Predict expression from α in terms of $K_{eq}$ and concentration C :

$A_2 B_3(aq) \leftrightharpoons 2{A_3} (aq)+3B_{{2-}}(aq)$

• A. $\left(\frac{{K_{eq}}}{{108C^4}}\right)^{\frac{1}{5}}$
• B. $(\frac{K_{eq}}{5C^4})^\frac{1}{5}$
• C. $(\frac{4K_{eq}}{5C^4})^\frac{1}{5}$
• D. $(\frac{9K_{eq}}{108C^4})^\frac{1}{5}$

Answer 1

Answer: (A)

$\left(\frac{{K_{eq}}}{{108C^4}}\right)^{\frac{1}{5}}$

Answer 2

The expression in terms of $α$ (degree of dissociation), $K_{eq}$ (equilibrium constant), and concentration C for the given reaction $A_2 B_3(aq) \leftrightharpoons 2{A_3} (aq)+3B_{{2-}}(aq)$ can be derived as follows:

Let's assume the initial concentration of $A_2B_3$ is 'C'. At equilibrium, if α is the degree of dissociation, then the concentration of $A_{2}B_{3}$ will be $(1-α)$ C, and the concentrations of $A_3$ and $B_{2-}$ will be $2αC$ and $3αC$, respectively.
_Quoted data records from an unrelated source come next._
// ============================================================
// Layer 4 — Train/Validation/Test Splitter
// ============================================================
// Randomly shuffles samples and splits them into three sets:
//   - Training set:   used to update model weights
//   - Validation set: drives checkpointing and early stopping
//   - Test set:       scored once, with the best checkpoint
//
// The samples arrive grouped by particle species, so the shuffle
// is what gives every set a representative mix.
//
// Split sizes: train = ⌊train·n⌋, validation = ⌊val·n⌋,
// test = whatever remains.

use rand::{rngs::StdRng, seq::SliceRandom, SeedableRng};

/// Fractions of the data given to training and validation.
#[derive(Debug, Clone, Copy)]
pub struct SplitFractions {
    pub train: f64,
    pub val:   f64,
}

impl Default for SplitFractions {
    fn default() -> Self {
        Self { train: 0.7, val: 0.2 }
    }
}

#[derive(Debug)]
pub struct DataSplit<T> {
    pub train: Vec<T>,
    pub val:   Vec<T>,
    pub test:  Vec<T>,
}

/// Shuffle `samples` and cut them into train / validation / test.
///
/// A seed makes the shuffle reproducible; without one the
/// generator is seeded from the OS.
pub fn split_dataset<T>(
    mut samples: Vec<T>,
    fractions:   SplitFractions,
    seed:        Option<u64>,
) -> DataSplit<T> {
    let mut rng = match seed {
        Some(seed) => StdRng::seed_from_u64(seed),
        None       => StdRng::from_entropy(),
    };

    // Fisher-Yates shuffle
    samples.shuffle(&mut rng);

    let total     = samples.len();
    let train_end = ((total as f64) * fractions.train).floor() as usize;
    let val_end   = train_end + ((total as f64) * fractions.val).floor() as usize;

    // Clamp to valid range to avoid panics on tiny datasets
    let train_end = train_end.min(total);
    let val_end   = val_end.min(total);

    let test = samples.split_off(val_end);
    let val  = samples.split_off(train_end);

    tracing::debug!(
        "Dataset split: {} training, {} validation, {} test",
        samples.len(), val.len(), test.len(),
    );

    DataSplit { train: samples, val, test }
}
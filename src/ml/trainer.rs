// ============================================================
// Layer 5 — Training Loop
// ============================================================
// Train + validation loop using Burn's DataLoader and Adam.
//
//   - Training uses Autodiff<backend> for gradients
//   - model.valid() returns the model on the inner backend,
//     with dropout off and batch-norm using running statistics
//   - The best model by validation loss is checkpointed
//   - Training stops early once validation loss has not
//     improved for `patience` epochs, never before epoch 2
//   - A best checkpoint left by an earlier run is removed first

use anyhow::Result;
use burn::{
    backend::{ndarray::NdArrayDevice, wgpu::WgpuDevice, Autodiff, NdArray, Wgpu},
    data::dataloader::DataLoaderBuilder,
    module::AutodiffModule,
    optim::{AdamConfig, GradientsParams, Optimizer},
    prelude::*,
    tensor::backend::AutodiffBackend,
};

use crate::application::train_use_case::{ComputeDevice, TrainConfig};
use crate::data::{batcher::ShowerBatcher, dataset::ShowerDataset};
use crate::infra::{
    checkpoint::CheckpointManager,
    metrics::{EpochMetrics, MetricsLogger},
};
use crate::ml::{
    evaluator::evaluate_batches,
    model::{shower_loss, ShowerNet},
};

/// Stops training once the monitored loss stops improving.
#[derive(Debug, Clone)]
pub struct EarlyStopping {
    patience: usize,
    best:     f64,
    wait:     usize,
    seen:     usize,
}

impl EarlyStopping {
    pub fn new(patience: usize) -> Self {
        Self { patience, best: f64::INFINITY, wait: 0, seen: 0 }
    }

    /// Record one epoch. Returns true on a new best validation loss.
    pub fn observe(&mut self, metrics: &EpochMetrics) -> bool {
        self.seen += 1;
        if metrics.is_improvement(self.best) {
            self.best = metrics.val_loss;
            self.wait = 0;
            true
        } else {
            self.wait += 1;
            false
        }
    }

    /// The first epoch only sets the baseline, so this is false
    /// until a second epoch has been observed.
    pub fn should_stop(&self) -> bool {
        self.seen > 1 && self.wait >= self.patience
    }

    pub fn best(&self) -> f64 {
        self.best
    }
}

/// Train on the configured device and return the per-epoch history.
pub fn run_training(
    cfg:           &TrainConfig,
    train_dataset: ShowerDataset,
    val_dataset:   ShowerDataset,
    ckpt_manager:  &CheckpointManager,
) -> Result<Vec<EpochMetrics>> {
    match cfg.device {
        ComputeDevice::Gpu => {
            let device = WgpuDevice::default();
            tracing::info!("Using WGPU device: {:?}", device);
            train_loop::<Autodiff<Wgpu>>(cfg, train_dataset, val_dataset, ckpt_manager, device)
        }
        ComputeDevice::Cpu => {
            tracing::info!("Using NdArray CPU backend");
            train_loop::<Autodiff<NdArray>>(cfg, train_dataset, val_dataset, ckpt_manager, NdArrayDevice::Cpu)
        }
    }
}

pub fn train_loop<B: AutodiffBackend>(
    cfg:           &TrainConfig,
    train_dataset: ShowerDataset,
    val_dataset:   ShowerDataset,
    ckpt_manager:  &CheckpointManager,
    device:        B::Device,
) -> Result<Vec<EpochMetrics>> {

    // ── Build model ───────────────────────────────────────────────────────────
    let mut model: ShowerNet<B> = cfg.model_config().init(&device);
    tracing::info!(
        "Model ready: {}x{} input, {} training / {} validation samples",
        cfg.image_height, cfg.image_width,
        train_dataset.sample_count(), val_dataset.sample_count(),
    );

    let mut optim = AdamConfig::new().with_epsilon(1e-7).init();

    // ── Data loaders ──────────────────────────────────────────────────────────
    let train_batcher = ShowerBatcher::<B>::new(device.clone(), cfg.image_height, cfg.image_width);
    let train_loader  = DataLoaderBuilder::new(train_batcher)
        .batch_size(cfg.batch_size)
        .shuffle(cfg.seed.unwrap_or(42))
        .num_workers(1)
        .build(train_dataset);

    // Validation batches live on the inner backend
    let val_batcher = ShowerBatcher::<B::InnerBackend>::new(device.clone(), cfg.image_height, cfg.image_width);
    let val_loader  = DataLoaderBuilder::new(val_batcher)
        .batch_size(cfg.batch_size)
        .num_workers(1)
        .build(val_dataset);

    ckpt_manager.clear_best()?;
    let metrics_logger = MetricsLogger::new(ckpt_manager.dir())?;
    let mut stopper    = EarlyStopping::new(cfg.patience);
    let mut history    = Vec::new();

    // ── Epoch loop ────────────────────────────────────────────────────────────
    for epoch in 1..=cfg.epochs {
        let mut train_loss_sum = 0.0f64;
        let mut train_batches  = 0usize;

        for batch in train_loader.iter() {
            let output = model.forward(batch.images, batch.esum);
            let loss   = shower_loss(&output, batch.labels, batch.energy);

            train_loss_sum += loss.total.clone().into_scalar().elem::<f64>();
            train_batches  += 1;

            // Backward pass + Adam update
            let grads = loss.total.backward();
            let grads = GradientsParams::from_grads(grads, &model);
            model = optim.step(cfg.learning_rate, model, grads);
        }

        let avg_train_loss = if train_batches > 0 {
            train_loss_sum / train_batches as f64
        } else { f64::NAN };

        let val = evaluate_batches(&model.valid(), val_loader.iter())?;

        let metrics = EpochMetrics::new(epoch, avg_train_loss, val.loss, val.accuracy, val.energy_mae);
        tracing::debug!(
            "Epoch {} validation loss split: particle={:.4} energy={:.4}",
            epoch, val.particle_loss, val.energy_loss
        );
        println!(
            "Epoch {:>3}/{} | train_loss={:.4} | val_loss={:.4} | val_acc={:.1}% | val_mae={:.3}",
            epoch, cfg.epochs, avg_train_loss, val.loss, val.accuracy * 100.0, val.energy_mae,
        );
        metrics_logger.log(&metrics)?;

        if stopper.observe(&metrics) {
            ckpt_manager.save_best(&model, epoch)?;
            tracing::info!("val_loss improved to {:.4}, checkpoint saved", val.loss);
        }
        history.push(metrics);

        if stopper.should_stop() {
            tracing::info!(
                "Early stopping after epoch {}: no improvement for {} epochs",
                epoch, cfg.patience
            );
            break;
        }
    }

    tracing::info!("Training complete! Best val_loss={:.4}", stopper.best());
    Ok(history)
}
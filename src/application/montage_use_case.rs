// ============================================================
// Layer 2 — MontageUseCase
// ============================================================
// Tiles the per-size snapshot panels of one deadtime into
// report figures:
//
//   Combined_Deadtime{D}ns_{s}x{s}.png        one row per size
//   Combined_Large_Sizes_Deadtime{D}ns.png    first group of rows
//   Combined_Small_Sizes_Deadtime{D}ns.png    second group of rows
//
// A size with any missing panel is skipped with a warning.

use anyhow::{Context, Result};
use serde::{Deserialize, Serialize};
use std::{fs, path::{Path, PathBuf}};

use crate::domain::radial_graph::deadtime_label;
use crate::infra::montage::{combine_files_grid, combine_files_horizontal};

/// Which set of snapshot panels makes up one row.
#[derive(Debug, Clone, Copy, PartialEq, Serialize, Deserialize)]
pub enum MontageLayout {
    /// No deadtime | with deadtime | reception ratio
    Comparison,
    /// Same panels drawn with two reference circles, plus the
    /// ratio distribution.
    Circles { circle1: f64, circle2: f64 },
}

impl MontageLayout {
    /// Panel file names of one row, left to right.
    pub fn panels(&self, deadtime: &str, size: u32) -> Vec<String> {
        match *self {
            MontageLayout::Comparison => vec![
                format!("NoDeadtime_{size}x{size}.png"),
                format!("Deadtime{deadtime}ns_{size}x{size}.png"),
                format!("ReceptionRatio_Deadtime{deadtime}ns_{size}x{size}.png"),
            ],
            MontageLayout::Circles { circle1, circle2 } => vec![
                format!(
                    "NoDeadtime_{size}x{size}_withCircles_{}_{}.png",
                    circle1.trunc() as i64,
                    circle2.trunc() as i64
                ),
                format!("Deadtime{deadtime}ns_{size}x{size}_withCircles.png"),
                format!("ReceptionRatio_Deadtime{deadtime}ns_{size}x{size}.png"),
                format!("RatioDistribution_Deadtime{deadtime}ns_{size}x{size}.png"),
            ],
        }
    }

    /// Rows per stacked figure.
    pub fn group_size(&self) -> usize {
        match self {
            MontageLayout::Comparison      => 3,
            MontageLayout::Circles { .. }  => 2,
        }
    }
}

#[derive(Debug, Clone, Serialize, Deserialize)]
pub struct MontageConfig {
    pub layout:      MontageLayout,
    pub deadtime_ns: f64,
    pub sizes:       Vec<u32>,
    pub input_dir:   String,
    pub output_dir:  String,
}

impl MontageConfig {
    pub fn comparison() -> Self {
        Self {
            layout:      MontageLayout::Comparison,
            deadtime_ns: 30.0,
            sizes:       vec![100, 80, 50, 40, 25, 20],
            input_dir:   ".".to_string(),
            output_dir:  ".".to_string(),
        }
    }

    pub fn circles() -> Self {
        Self {
            layout:      MontageLayout::Circles { circle1: 40.0, circle2: 20.0 },
            deadtime_ns: 5.0,
            sizes:       vec![100, 50, 25, 20],
            input_dir:   ".".to_string(),
            output_dir:  ".".to_string(),
        }
    }
}

pub struct MontageUseCase {
    config: MontageConfig,
}

impl MontageUseCase {
    pub fn new(config: MontageConfig) -> Self {
        Self { config }
    }

    /// Write every figure that can be built and return their paths.
    pub fn execute(&self) -> Result<Vec<PathBuf>> {
        let cfg        = &self.config;
        let deadtime   = deadtime_label(cfg.deadtime_ns);
        let input_dir  = Path::new(&cfg.input_dir);
        let output_dir = Path::new(&cfg.output_dir);

        fs::create_dir_all(output_dir)
            .with_context(|| format!("Cannot create output directory '{}'", output_dir.display()))?;

        let mut rows    = Vec::new();
        let mut written = Vec::new();

        for &size in &cfg.sizes {
            let panels: Vec<PathBuf> = cfg
                .layout
                .panels(&deadtime, size)
                .into_iter()
                .map(|name| input_dir.join(name))
                .collect();

            let missing: Vec<String> = panels
                .iter()
                .filter(|p| !p.exists())
                .map(|p| p.display().to_string())
                .collect();
            if !missing.is_empty() {
                tracing::warn!(
                    "Skipping {size}x{size}: missing {}",
                    missing.join(", ")
                );
                continue;
            }

            let output = output_dir.join(format!("Combined_Deadtime{deadtime}ns_{size}x{size}.png"));
            combine_files_horizontal(&panels, &output)?;
            rows.push(output.clone());
            written.push(output);
        }

        let group = cfg.layout.group_size();
        for (stack, name) in rows.chunks_exact(group).zip(["Large", "Small"]) {
            let output = output_dir.join(format!("Combined_{name}_Sizes_Deadtime{deadtime}ns.png"));
            combine_files_grid(stack, &output, group as u32, 1)?;
            written.push(output);
        }

        tracing::info!("All images combined for deadtime {deadtime} ns");
        Ok(written)
    }
}
// ============================================================
// Layer 3 — Core Traits (Abstractions)
// ============================================================
// The pipelines only see these traits, never the file formats
// behind them, so tests can feed them in-memory data.

use anyhow::Result;

use crate::data::loader::ParticleShowers;
use crate::domain::{particle::ParticleKind, radial_graph::RadialGraph};

// ─── ShowerSource ─────────────────────────────────────────────────────────────
/// Anything that can provide the simulated showers of one particle species.
///
/// Implementations:
///   - Hdf5ShowerLoader → one .h5 file per particle
pub trait ShowerSource {
    fn load_particle(&self, particle: ParticleKind) -> Result<ParticleShowers>;
}

// ─── GraphSource ──────────────────────────────────────────────────────────────
/// Anything that can provide ratio-vs-radius graphs.
///
/// Implementations:
///   - CsvGraphLoader → `graph,distance,ratio` table
pub trait GraphSource {
    /// Every graph in the source, in first-seen order.
    fn load_graphs(&self) -> Result<Vec<RadialGraph>>;
}
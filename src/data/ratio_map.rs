// ============================================================
// Layer 4 — Ratio Map
// ============================================================
// A reception-ratio map is the 2D `RatioHist` of one simulation
// run, exported one cell per row:
//
//   x,y,content
//   -4.1650,4.5225,0.93
//   ...
//
// x / y are bin centres in metres. Extraction keeps the filled
// cells (content > 0) within `max_distance` of the beam spot and
// turns them into a ratio-vs-distance graph.

use anyhow::{Context, Result};
use serde::Deserialize;
use std::path::Path;

use crate::domain::radial_graph::RadialGraph;

#[derive(Debug, Clone, Copy, PartialEq, Deserialize)]
pub struct RatioCell {
    pub x:       f64,
    pub y:       f64,
    pub content: f64,
}

/// Where distances are measured from.
#[derive(Debug, Clone, Copy)]
pub struct BeamSpot {
    pub x: f64,
    pub y: f64,
}

impl Default for BeamSpot {
    fn default() -> Self {
        Self { x: -4.16, y: 4.527 }
    }
}

pub fn load_ratio_map(path: &Path) -> Result<Vec<RatioCell>> {
    let mut reader = csv::Reader::from_path(path)
        .with_context(|| format!("Cannot open ratio map '{}'", path.display()))?;

    reader
        .deserialize::<RatioCell>()
        .enumerate()
        .map(|(line, cell)| {
            cell.with_context(|| format!("Bad row {} in '{}'", line + 2, path.display()))
        })
        .collect()
}

/// Ratio against distance from `spot` for every filled cell in range,
/// in the order the cells are given.
pub fn extract_radial_graph(
    name:         impl Into<String>,
    cells:        &[RatioCell],
    spot:         BeamSpot,
    max_distance: f64,
) -> RadialGraph {
    let mut graph = RadialGraph::new(name);
    for cell in cells.iter().filter(|c| c.content > 0.0) {
        let distance = (cell.x - spot.x).hypot(cell.y - spot.y);
        if distance <= max_distance {
            graph.push(distance, cell.content);
        }
    }
    graph
}
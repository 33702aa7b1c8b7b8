// ============================================================
// Layer 4 — Data Pipeline
// ============================================================
// Everything from raw analysis files to tensor batches and
// binned statistics.
//
// Training pipeline:
//
//   .h5 shower files
//       │
//       ▼
//   Hdf5ShowerLoader  → beam energies + 2D hit histograms
//       │
//       ▼
//   build_samples     → labelled samples with energy sums
//       │
//       ▼
//   split_dataset     → shuffled train / validation / test
//       │
//       ▼
//   ShowerDataset     → implements Burn's Dataset trait
//       │
//       ▼
//   ShowerBatcher     → stacks samples into tensor batches
//
// Histogram pipeline:
//
//   ratio map CSV → extract_radial_graph → write_graph_table
//   CsvGraphLoader → RadialGraph → bin_profile → BinnedProfile

/// Reads per-particle shower files and builds labelled samples
pub mod loader;

/// Reads ratio-vs-radius graphs from their CSV export
pub mod graph_loader;

/// Reads exported 2D ratio maps and extracts ratio-vs-distance graphs
pub mod ratio_map;

/// Implements Burn's Dataset trait for shower samples
pub mod dataset;

/// Implements Burn's Batcher trait to create tensor batches
pub mod batcher;

/// Shuffles and splits data into train/validation/test sets
pub mod splitter;

/// Mean and standard error of values in equal-width bins
pub mod binning;
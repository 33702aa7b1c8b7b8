// ============================================================
// Layer 3 — Domain Layer
// ============================================================
// Plain Rust types describing what the analysis works on:
// particle species, ratio-vs-radius graphs, and the traits
// that data sources implement.
//
// Rules for this layer:
//   - NO Burn framework types allowed here
//   - NO file I/O
//   - Only plain Rust structs, enums, and traits

// Particle species used as classification targets
pub mod particle;

// Reception ratio vs distance graphs and their name keys
pub mod radial_graph;

// Data source abstractions implemented in the data layer
pub mod traits;
//! Moves auction funds into and out of the contract's escrow.
//!
//! Native and token auctions both settle through a Stellar token interface;
//! they differ only in how a bid is pulled in. A native bid is a direct
//! bidder-signed `transfer` of the attached value, a token bid spends the
//! allowance the bidder granted the contract with `approve`.
//!
//! Every sub-call goes through the `try_` client methods. A rejected transfer
//! comes back as [`Error::TransferFailed`], and returning that error from the
//! entry point rolls back the whole invocation.

use soroban_sdk::{log, token, Address, Env};

use crate::errors::Error;
use crate::types::{Asset, PlatformConfig};

pub struct AssetTransfer<'a> {
    env: &'a Env,
    asset: Asset,
    client: token::Client<'a>,
}

impl<'a> AssetTransfer<'a> {
    pub fn new(env: &'a Env, asset: &Asset, config: &PlatformConfig) -> Self {
        let contract = match asset {
            Asset::Native => &config.native_asset,
            Asset::Token(address) => address,
        };
        Self {
            env,
            asset: asset.clone(),
            client: token::Client::new(env, contract),
        }
    }

    /// Pull `amount` from `payer` into escrow.
    pub fn deposit(&self, payer: &Address, amount: i128) -> Result<(), Error> {
        let escrow = self.env.current_contract_address();
        let accepted = match self.asset {
            Asset::Native => matches!(
                self.client.try_transfer(payer, &escrow, &amount),
                Ok(Ok(()))
            ),
            Asset::Token(_) => matches!(
                self.client.try_transfer_from(&escrow, payer, &escrow, &amount),
                Ok(Ok(()))
            ),
        };
        if !accepted {
            log!(self.env, "deposit rejected", payer.clone(), amount);
            return Err(Error::TransferFailed);
        }
        Ok(())
    }

    /// Push `amount` out of escrow to `recipient`. Zero amounts are skipped.
    pub fn payout(&self, recipient: &Address, amount: i128) -> Result<(), Error> {
        if amount == 0 {
            return Ok(());
        }
        let escrow = self.env.current_contract_address();
        if !matches!(self.client.try_transfer(&escrow, recipient, &amount), Ok(Ok(()))) {
            log!(self.env, "payout rejected", recipient.clone(), amount);
            return Err(Error::TransferFailed);
        }
        Ok(())
    }

    /// Return a displaced bid to its bidder.
    pub fn refund(&self, recipient: &Address, amount: i128) -> Result<(), Error> {
        self.payout(recipient, amount)
    }
}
The equilibrium constant ($K_{eq}$) for the reaction is given by:

$K_{eq}$ = $\frac{([A_3]^2[B_{2-}]^3) }{ [A_2B_3]}$

Substituting the concentrations:

$K_{eq}$ =$\frac{ [(2αC)^2 \times (3αC)^3] }{ [(1 - α)C]}$

Simplifying:

$K_{eq} = \frac{(4α^2 \times 27α^3) }{ (1 - α)}$

$K_{eq} = \frac{(108α^5) }{ (1 - α)}$

To express this equation in terms of α, $K_{eq}$, and concentration C, we can rearrange it as:

$\left(\frac{{K_{eq}}}{{108C^4}}\right)^{\frac{1}{5}} = α$

Therefore, the expression in terms of α is:

$\left(\frac{{K_{eq}}}{{108C^4}}\right)^{\frac{1}{5}}$

Hence, the correct answer is option (A):$\left(\frac{{K_{eq}}}{{108C^4}}\right)^{\frac{1}{5}}$